Determine business objectives
The first stage of the CRISP-DM process is to understand what the customer wants to accomplish from a business perspective. Customers often have competing objectives and constraints that must be properly balanced. The analyst’s goal is to uncover important factors that could influence the outcome of the project. Neglecting this step can mean that a great deal of effort is put into producing the right answers to the wrong questions.
- Set objectives – describe the customer’s primary objective from a business perspective. There may also be other related business questions that the customer would like to address. For example, the primary business goal might be to keep current customers by predicting when they are prone to move to a competitor. Related business questions might be “Does the channel used affect whether customers stay or go?” or “Will lower ATM fees significantly reduce the number of high-value customers who leave?”
- Produce project plan – describe the plan for achieving the data mining and business goals.

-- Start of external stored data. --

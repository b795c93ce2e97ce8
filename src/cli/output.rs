//! Output formatting for CLI

use crate::tictactoe::{BoardState, Cell};

/// Print a section header
pub fn print_section(title: &str) {
    println!("\n{}", "=".repeat(40));
    println!("{title}");
    println!("{}", "=".repeat(40));
}

/// Format a number with thousands separators
pub fn format_number(n: u64) -> String {
    let s = n.to_string();
    let mut result = String::new();
    for (i, c) in s.chars().rev().enumerate() {
        if i > 0 && i.is_multiple_of(3) {
            result.insert(0, ',');
        }
        result.insert(0, c);
    }
    result
}

/// Print a key-value pair
pub fn print_kv(key: &str, value: &str) {
    println!("  {:20} {}", format!("{}:", key), value);
}

/// Render a board as a framed grid for human players
pub fn render_board(board: &BoardState) -> String {
    let separator = " -------------";
    let mut out = String::new();
    for row in board.cells().chunks(3) {
        out.push_str(separator);
        out.push('\n');
        let marks: Vec<String> = row
            .iter()
            .map(|&cell| match cell {
                Cell::Empty => " ".to_string(),
                other => other.to_char().to_string(),
            })
            .collect();
        out.push_str(&format!(" | {} |\n", marks.join(" | ")));
    }
    out.push_str(separator);
    out
}

#[cfg(test)]
mod tests {
    use super::*;

    #[test]
    fn test_format_number() {
        assert_eq!(format_number(7), "7");
        assert_eq!(format_number(1234), "1,234");
        assert_eq!(format_number(549_946), "549,946");
    }

    #[test]
    fn test_render_board() {
        let board = BoardState::from_string("X.. .O. ...").unwrap();
        let rendered = render_board(&board);
        let lines: Vec<&str> = rendered.lines().collect();

        assert_eq!(lines.len(), 7);
        assert_eq!(lines[1], " | X |   |   |");
        assert_eq!(lines[3], " |   | O |   |");
    }
}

The plan should specify the steps to be performed during the rest of the project, including the initial selection of tools and techniques.
- Business success criteria – describe the criteria for a successful outcome to the project from the business point of view. This could be specific and measurable, for example reduction of customer churn to a certain level, or it might be general and subjective, such as “give useful insights into the relationships.” In the latter case, it needs to be clear who it is that makes the subjective judgment
This task involves more detailed fact-finding about all of the resources, constraints, assumptions, and other factors that should be considered in determining the data analysis goal and project plan. In the previous task, your objective is to quickly get to the crux of the situation. Here, you want to expand upon the details
- Inventory of resources – list the resources available to the project, including personnel (business experts, data experts, technical support, data mining experts), data (fixed extracts, access to live, warehoused, or operational data), computing resources (hardware platforms), and software (data mining tools, other relevant software).

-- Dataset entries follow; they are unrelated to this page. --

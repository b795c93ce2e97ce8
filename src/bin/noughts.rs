//! noughts CLI - play, analyze and benchmark the perfect-play tic-tac-toe agent
//!
//! Subcommands:
//! - `play`: human against the agent on the terminal
//! - `analyze`: evaluate a position with minimax search
//! - `selfplay`: run the agent against an opponent for many games

use anyhow::Result;
use clap::{Parser, Subcommand};

#[derive(Parser)]
#[command(name = "noughts")]
#[command(version, about = "Tic-tac-toe with a perfect-play agent", long_about = None)]
struct Cli {
    /// Emit debug logs (overridden by RUST_LOG)
    #[arg(long, short = 'v', global = true)]
    verbose: bool,

    #[command(subcommand)]
    command: Commands,
}

#[derive(Subcommand)]
enum Commands {
    /// Play a game against the agent
    Play(noughts::cli::commands::play::PlayArgs),

    /// Evaluate a board position
    Analyze(noughts::cli::commands::analyze::AnalyzeArgs),

    /// Run the agent against an opponent repeatedly
    Selfplay(noughts::cli::commands::selfplay::SelfplayArgs),
}

fn main() -> Result<()> {
    let cli = Cli::parse();
    noughts::cli::init_tracing(cli.verbose);

    match cli.command {
        Commands::Play(args) => noughts::cli::commands::play::execute(args),
        Commands::Analyze(args) => noughts::cli::commands::analyze::execute(args),
        Commands::Selfplay(args) => noughts::cli::commands::selfplay::execute(args),
    }
}
//! Shared configuration types for CLI commands

use anyhow::{Result, anyhow};
use clap::Args;
use serde::{Deserialize, Serialize};

use crate::tictactoe::Player;

/// Options shared across commands
#[derive(Args, Debug, Clone, Default, Serialize, Deserialize)]
pub struct CommonArgs {
    /// Random seed for reproducibility
    #[arg(long)]
    pub seed: Option<u64>,
}

impl CommonArgs {
    /// Seed for the `index`-th agent of a run, if a base seed was given
    pub fn derived_seed(&self, index: u64) -> Option<u64> {
        self.seed.map(|seed| seed.wrapping_add(index))
    }
}

/// Parse a player token such as `x`, `o`, `first` or `second`
pub fn parse_player_token(value: &str, flag: &str) -> Result<Player> {
    match value.trim().to_ascii_lowercase().as_str() {
        "x" | "first" | "p1" => Ok(Player::X),
        "o" | "second" | "p2" => Ok(Player::O),
        other => Err(anyhow!(
            "Invalid value '{other}' for {flag} (expected 'x' or 'o')"
        )),
    }
}

#[cfg(test)]
mod tests {
    use super::*;

    #[test]
    fn test_parse_player_token() {
        assert_eq!(parse_player_token("X", "--human").unwrap(), Player::X);
        assert_eq!(parse_player_token(" second ", "--human").unwrap(), Player::O);

        let err = parse_player_token("z", "--human").unwrap_err();
        assert!(err.to_string().contains("--human"));
    }

    #[test]
    fn test_derived_seed() {
        let args = CommonArgs { seed: Some(10) };
        assert_eq!(args.derived_seed(3), Some(13));
        assert_eq!(CommonArgs::default().derived_seed(3), None);
    }
}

- Requirements, assumptions and constraints – list all requirements of the project, including schedule of completion, comprehensibility and quality of results, and security, as well as legal issues. As part of this output, make sure that you are allowed to use the data. List the assumptions made by the project. These may be assumptions about the data that can be verified during data mining, but may also include non-verifiable assumptions about the business related to the project. It is particularly important to list the latter if it will affect the validity of the results. List the constraints on the project. These may be constraints on the availability of resources, but may also include technological constraints such as the size of data set that it is practical to use for modeling.

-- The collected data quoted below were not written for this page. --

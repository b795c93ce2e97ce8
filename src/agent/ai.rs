//! Perfect-play agent driven by minimax search

use rand::{SeedableRng, prelude::IndexedRandom, rngs::StdRng};
use tracing::debug;

use crate::{
    Error, Result,
    config::{AgentConfig, OpeningPolicy},
    ports::MoveSource,
    search::{MinimaxSearch, SearchStats},
    tictactoe::{BOARD_CELLS, BoardState, Player},
};

/// Agent that never loses.
///
/// On an empty board it opens on a uniformly random cell (see
/// [`OpeningPolicy::Random`]); every other position is searched in full with
/// [`MinimaxSearch`], maximizing for the agent's own mark.
#[derive(Debug)]
pub struct AiAgent {
    player: Player,
    opening: OpeningPolicy,
    rng: StdRng,
    last_search: Option<SearchStats>,
}

impl AiAgent {
    /// Create an agent for `player` with default configuration
    pub fn new(player: Player) -> Self {
        Self::from_config(AgentConfig::new(player))
    }

    pub fn from_config(config: AgentConfig) -> Self {
        let rng = match config.seed {
            Some(value) => StdRng::seed_from_u64(value),
            None => StdRng::seed_from_u64(rand::random::<u64>()),
        };
        Self {
            player: config.player,
            opening: config.opening,
            rng,
            last_search: None,
        }
    }

    pub fn player(&self) -> Player {
        self.player
    }

    /// Statistics of the search behind the latest move; `None` if that move
    /// was a random opening or no move has been made yet
    pub fn last_search(&self) -> Option<SearchStats> {
        self.last_search
    }

    /// Choose a move for this agent's mark.
    ///
    /// The board is searched in place and is returned unchanged.
    ///
    /// # Errors
    ///
    /// Returns [`Error::NoValidMoves`] if the board already has a winner or
    /// is full.
    pub fn get_move(&mut self, state: &mut BoardState) -> Result<usize> {
        self.last_search = None;
        if state.is_terminal() {
            return Err(Error::NoValidMoves);
        }

        let moves = state.available_moves();

        // Opening policy: an empty board is answered at random, never searched.
        if moves.len() == BOARD_CELLS && self.opening == OpeningPolicy::Random {
            let position = *moves.choose(&mut self.rng).ok_or(Error::NoValidMoves)?;
            debug!(player = %self.player, position, "random opening, search skipped");
            return Ok(position);
        }

        let mut search = MinimaxSearch::new(self.player);
        let result = search.best_move(state, self.player);
        let stats = search.stats();
        self.last_search = Some(stats);
        debug!(
            player = %self.player,
            position = ?result.position,
            score = result.score,
            nodes = stats.nodes,
            cutoffs = stats.cutoffs,
            "search complete"
        );

        result.position.ok_or(Error::NoValidMoves)
    }
}

impl MoveSource for AiAgent {
    fn select_move(&mut self, state: &mut BoardState, player: Player) -> Result<usize> {
        debug_assert_eq!(
            player, self.player,
            "AiAgent plays {} but was asked to move for {}",
            self.player, player
        );
        self.get_move(state)
    }

    fn name(&self) -> &str {
        "ai"
    }
}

- Risks and contingencies – list the risks or events that might delay the project or cause it to fail. List the corresponding contingency plans, what action will be taken if these risks or events take place.
- Terminology – compile a glossary of terminology relevant to the project. This may include two components: (1) A glossary of relevant business terminology, which forms part of the business understanding available to the project. Constructing this glossary is a useful “knowledge elicitation” and education exercise. (2) A glossary of data mining terminology, illustrated with examples relevant to the business problem in question.
- Costs and benefits – construct a cost-benefit analysis for the project which compares the costs of the project with the potential benefits to the business if it is successful. The comparison should be as specific as possible. For example, use monetary measures in a commercial situation.
Determine data mining goals
A business goal states objectives in business terminology. A data mining goal states project objectives in technical terms. For example, the business goal might be “Increase catalog sales to existing customers.” A data mining goal might be “Predict how many widgets a customer will buy, given their purchases over the past three years, demographic information (age, salary, city, etc.), and the price of the item.”
- Business success criteria – describe the intended outputs of the project that enable the achievement of the business objectives.
- Data mining success criteria – define the criteria for a successful outcome to the project in technical terms—for example, a certain level of predictive accuracy or a propensity-to-purchase profile with a given degree of “lift.” As with business success criteria, it may be necessary to describe these in subjective terms, in which case the person or persons making the subjective judgment should be identified.
Produce project plan
- Project plan – list the stages to be executed in the project, together with their duration, resources required, inputs, outputs, and dependencies. Where possible, make explicit the large-scale iterations in the data mining process—for example, repetitions of the modeling and evaluation phases. As part of the project plan, it is also important to analyze dependencies between time schedule and risks. Mark results of these analyses explicitly in the project plan, ideally with actions and recommendations if the risks are manifested. Note: the project plan contains detailed plans for each phase. Decide at this point which evaluation strategy will be used in the evaluation phase. The project plan is a dynamic document in the sense that at the end of each phase, a review of progress and achievements is necessary and a corresponding update of the project plan is recommended. Specific review points for these updates are part of the project plan.
- Initial assessment of tools and techniques – at the end of the first phase, an initial assessment of tools and techniques should be performed. Here, for example, you select a data mining tool that supports various methods for different stages of the process. It is important to assess tools and techniques early in the process since the selection of tools and techniques may influence the entire project.